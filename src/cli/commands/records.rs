use crate::cli::core::{parse_date, CommandResult, ShellContext};
use crate::cli::io;
use crate::cli::output::section as output_section;
use crate::cli::registry::CommandEntry;
use crate::cli::ui::table::record_table;
use crate::currency::{format_currency, format_rate, long_label};

use super::{has_flag, required_arg};

pub(crate) fn definitions() -> Vec<CommandEntry> {
    vec![
        CommandEntry::new("list", "Show all records, newest first", "list", cmd_list),
        CommandEntry::new(
            "edit",
            "Load a saved record into the form",
            "edit <YYYY-MM-DD>",
            cmd_edit,
        ),
        CommandEntry::new(
            "delete",
            "Delete the record for a date",
            "delete <YYYY-MM-DD> [--yes]",
            cmd_delete,
        ),
        CommandEntry::new(
            "summary",
            "Show totals across all records",
            "summary",
            cmd_summary,
        ),
    ]
}

fn cmd_list(context: &mut ShellContext, _args: &[&str]) -> CommandResult {
    let rows = context.ledger.table();
    output_section("Ledger");
    if rows.is_empty() {
        io::print_info("No records yet.");
    } else {
        io::print_info(record_table(rows).render());
    }
    io::print_info(format!(
        "{} record(s) stored in {}",
        context.ledger.records().len(),
        context.ledger.storage_description()
    ));
    Ok(())
}

fn cmd_edit(context: &mut ShellContext, args: &[&str]) -> CommandResult {
    let date = parse_date(required_arg(args, "edit <YYYY-MM-DD>")?)?;
    let record = context.ledger.edit(date)?;
    io::print_info(format!(
        "Editing {}: profit {}, rate {}, sadaka {}",
        long_label(record.date),
        format_currency(record.profit),
        format_rate(record.zakat_rate),
        format_currency(record.sadaka)
    ));
    Ok(())
}

fn cmd_delete(context: &mut ShellContext, args: &[&str]) -> CommandResult {
    let date = parse_date(required_arg(args, "delete <YYYY-MM-DD> [--yes]")?)?;
    let assume_yes = has_flag(args, "--yes");

    let outcome = context.delete_record(date, assume_yes)?;
    match outcome {
        Some(note) => context.show_notification(&note),
        None => io::print_info("Delete cancelled."),
    }
    Ok(())
}

fn cmd_summary(context: &mut ShellContext, _args: &[&str]) -> CommandResult {
    let totals = context.ledger.totals();
    output_section("Summary");
    io::print_info(format!(
        "  Total profit : {}",
        format_currency(totals.total_profit)
    ));
    io::print_info(format!(
        "  Total zakat  : {}",
        format_currency(totals.total_zakat)
    ));
    io::print_info(format!(
        "  Total sadaka : {}",
        format_currency(totals.total_sadaka)
    ));
    io::print_info(format!(
        "  Net profit   : {}",
        format_currency(totals.net_profit)
    ));
    Ok(())
}
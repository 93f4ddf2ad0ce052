pub mod calendar;
pub mod config;
pub mod entry;
pub mod records;
pub mod report;
pub mod share;
pub mod system;

use crate::cli::core::CommandError;
use crate::cli::registry::{CommandGroup, CommandRegistry};

pub fn register_all(registry: &mut CommandRegistry) {
    registry.register_group(CommandGroup::General, system::definitions());
    registry.register_group(CommandGroup::Calendar, calendar::definitions());
    registry.register_group(CommandGroup::Entry, entry::definitions());
    registry.register_group(CommandGroup::Records, records::definitions());
    registry.register_group(CommandGroup::Reports, report::definitions());
    registry.register_group(CommandGroup::Sharing, share::definitions());
    registry.register_group(CommandGroup::Settings, config::definitions());
}

/// Returns the first positional argument or a usage error.
pub(crate) fn required_arg<'a>(args: &[&'a str], usage: &str) -> Result<&'a str, CommandError> {
    args.iter()
        .copied()
        .find(|arg| !arg.starts_with("--"))
        .ok_or_else(|| CommandError::InvalidArguments(format!("usage: {usage}")))
}

pub(crate) fn has_flag(args: &[&str], flag: &str) -> bool {
    args.iter().any(|arg| *arg == flag)
}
--------------------------------
A word-for-word restatement of every record above is expected.

filename src/cli/commands/records.rs
use crate::cli::core::{parse_date, CommandResult, ShellContext};
use crate::cli::io;
use crate::cli::output::section as output_section;
use crate::cli::registry::CommandEntry;
use crate::cli::ui::table::record_table;
use crate::currency::{format_currency, format_rate, long_label};

use super::{has_flag, required_arg};

pub(crate) fn definitions() -> Vec<CommandEntry> {
    vec![
        CommandEntry::new("list", "Show all records, newest first", "list", cmd_list),
        CommandEntry::new(
            "edit",
            "Load a saved record into the form",
            "edit <YYYY-MM-DD>",
            cmd_edit,
        ),
        CommandEntry::new(
            "delete",
            "Delete the record for a date",
            "delete <YYYY-MM-DD> [--yes]",
            cmd_delete,
        ),
        CommandEntry::new(
            "summary",
            "Show totals across all records",
            "summary",
            cmd_summary,
        ),
    ]
}

fn cmd_list(context: &mut ShellContext, _args: &[&str]) -> CommandResult {
    let rows = context.ledger.table();
    output_section("Ledger");
    if rows.is_empty() {
        io::print_info("No records yet.");
    } else {
        io::print_info(record_table(rows).render());
    }
    io::print_info(format!(
        "{} record(s) stored in {}",
        context.ledger.records().len(),
        context.ledger.storage_description()
    ));
    Ok(())
}

fn cmd_edit(context: &mut ShellContext, args: &[&str]) -> CommandResult {
    let date = parse_date(required_arg(args, "edit <YYYY-MM-DD>")?)?;
    let record = context.ledger.edit(date)?;
    io::print_info(format!(
        "Editing {}: profit {}, rate {}, sadaka {}",
        long_label(record.date),
        format_currency(record.profit),
        format_rate(record.zakat_rate),
        format_currency(record.sadaka)
    ));
    Ok(())
}

fn cmd_delete(context: &mut ShellContext, args: &[&str]) -> CommandResult {
    let date = parse_date(required_arg(args, "delete <YYYY-MM-DD> [--yes]")?)?;
    let assume_yes = has_flag(args, "--yes");

    let outcome = context.delete_record(date, assume_yes)?;
    match outcome {
        Some(note) => context.show_notification(&note),
        None => io::print_info("Delete cancelled."),
    }
    Ok(())
}

fn cmd_summary(context: &mut ShellContext, _args: &[&str]) -> CommandResult {
    let totals = context.ledger.totals();
    output_section("Summary");
    io::print_info(format!(
        "  Total profit : {}",
        format_currency(totals.total_profit)
    ));
    io::print_info(format!(
        "  Total zakat  : {}",
        format_currency(totals.total_zakat)
    ));
    io::print_info(format!(
        "  Total sadaka : {}",
        format_currency(totals.total_sadaka)
    ));
    io::print_info(format!(
        "  Net profit   : {}",
        format_currency(totals.net_profit)
    ));
    Ok(())
}
repository 93f4ddf2ad0ce052
pub mod calendar;
pub mod config;
pub mod entry;
pub mod records;
pub mod report;
pub mod share;
pub mod system;

use crate::cli::core::CommandError;
use crate::cli::registry::{CommandGroup, CommandRegistry};

pub fn register_all(registry: &mut CommandRegistry) {
    registry.register_group(CommandGroup::General, system::definitions());
    registry.register_group(CommandGroup::Calendar, calendar::definitions());
    registry.register_group(CommandGroup::Entry, entry::definitions());
    registry.register_group(CommandGroup::Records, records::definitions());
    registry.register_group(CommandGroup::Reports, report::definitions());
    registry.register_group(CommandGroup::Sharing, share::definitions());
    registry.register_group(CommandGroup::Settings, config::definitions());
}

/// Returns the first positional argument or a usage error.
pub(crate) fn required_arg<'a>(args: &[&'a str], usage: &str) -> Result<&'a str, CommandError> {
    args.iter()
        .copied()
        .find(|arg| !arg.starts_with("--"))
        .ok_or_else(|| CommandError::InvalidArguments(format!("usage: {usage}")))
}

pub(crate) fn has_flag(args: &[&str], flag: &str) -> bool {
    args.iter().any(|arg| *arg == flag)
}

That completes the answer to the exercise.